Counterfactual scenarios are frowned upon by professional historians because there are so many events happening at once that altering one or two of them is tantamount to guesswork. Be that as it may, what if the atom bomb had never been used? Better yet, what if Oppenheimer had failed to create an atom bomb before the end of the Second World War?
The first thing to understand — and the one thing that the nuclear “peace movement” fails to accept — is that someone, somewhere, in some nation, with some physicists, was going to create a working atomic bomb in the 1940s. The solution was sitting right there in front of their faces: “E=MC².” Along with the unclassified work in the 1930s of Leo Szilard, who envisioned an atomic chain reaction, and the more secretive work of Enrico Fermi at the University of Chicago in the early 1940s, the theoretical and practical underpinnings of the bomb were well known.
In the end, the effort to create an atomic bomb proved beyond the technical reach of Japan. And while Germany might have had a better chance, it was never in the race to begin with. German physicists were handicapped by the paranoia and anti-Semitism of Heinrich Himmler, who distrusted most of the Jewish scientists working on Germany’s bomb program. And the scientists themselves fully realized what giving Hitler The Bomb would mean, and many of them slow-walked their research.
So if The Bomb was inevitable, why are some in the peace movement calling nuclear “deterrence” folly? Hiroshima Mayor Kazumi Matsui rejected the notion that deterrence was a valid strategy in his peace address at the commemoration.
“Leaders around the world must confront the reality that nuclear threats now being voiced by certain policymakers reveal the folly of nuclear deterrence theory,” he said. “They must immediately take concrete steps to lead us from the dangerous present toward our ideal world.”
Why should we work for an “ideal world”? Since only an idiot would see an “ideal world” as practical, what’s the next best thing?
Hiroshima Gov. Hidehiko Yuzai questioned the growing calls for reinforced nuclear deterrence around the world, including in Japan, since Russia invaded Ukraine and warned of possible nuclear weapons use, while North Korea advances its missile and nuclear development.

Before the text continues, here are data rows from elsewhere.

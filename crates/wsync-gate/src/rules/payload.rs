use serde::de::IgnoredAny;
use wsync_store::RecordStore;

use crate::error::{GateError, ValidationError};
use crate::rule::{RecordCandidate, ValidationRule};

/// Payload checks.
///
/// - A supplied payload larger than `max_bytes` is "too large"; only a payload
///   within the limit is parsed, and it must be JSON text.
/// - A write that omits the payload is only valid as an update to a record
///   that already exists.
pub struct PayloadRule {
    max_bytes: usize,
}

impl PayloadRule {
    /// `max_bytes == 0` disables the size check.
    pub fn new(max_bytes: usize) -> Self {
        Self { max_bytes }
    }
}

impl ValidationRule for PayloadRule {
    fn name(&self) -> &str {
        "payload"
    }

    fn check(
        &self,
        candidate: &RecordCandidate,
        store: &dyn RecordStore,
    ) -> Result<Option<ValidationError>, GateError> {
        let Some(payload) = &candidate.payload else {
            return match (&candidate.collection, &candidate.id) {
                (Some(collection), Some(id)) if !store.record_exists(&collection.id, id)? => {
                    Ok(Some(ValidationError::MissingPayload))
                }
                _ => Ok(None),
            };
        };

        if self.max_bytes > 0 && payload.len() > self.max_bytes {
            return Ok(Some(ValidationError::PayloadTooLarge));
        }
        if serde_json::from_str::<IgnoredAny>(payload).is_err() {
            return Ok(Some(ValidationError::PayloadNotJson));
        }
        Ok(None)
    }
}
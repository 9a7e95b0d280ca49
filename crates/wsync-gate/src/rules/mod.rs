//! Built-in validation rules, in the order the default pipeline runs them.

pub mod collection;
pub mod id;
pub mod modified;
pub mod payload;
pub mod reference;
pub mod sortindex;

pub use collection::CollectionRule;
pub use id::IdRule;
pub use modified::ModifiedRule;
pub use payload::PayloadRule;
pub use reference::{ReferenceField, ReferenceRule};
pub use sortindex::{SortIndexRule, SORTINDEX_MAX, SORTINDEX_MIN};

“Believers of proactive nuclear deterrence, who say nuclear weapons are indispensable to maintain peace, are only delaying the progress toward nuclear disarmament,” Yuzai said.
“Nuclear disarmament” is a dangerous pipe dream. When even an impoverished, starving, nation like North Korea can threaten any nation on earth with a nuclear weapon, “disarmament” as a universal policy becomes not only impractical but also insanely suicidal. The only modest security in the nuclear age is to have weapons of your own and prove willing to use them.
The nuclear genie is out of the bottle. Most of the steps to build a crude nuclear bomb can be found on the internet, although getting your hands on enough U-235 or plutonium to create a critical mass and cause an explosion is still extremely difficult.
Instead of disarmament, the nations of the world should redouble their efforts to keep nuclear materials out of the hands of people who wouldn’t hesitate to fashion a bomb and use it. Nuclear terrorists are far more dangerous than nuclear-armed nations. And nuclear disarmament would serve only to leave the rest of the world defenseless against the actions of terrorists.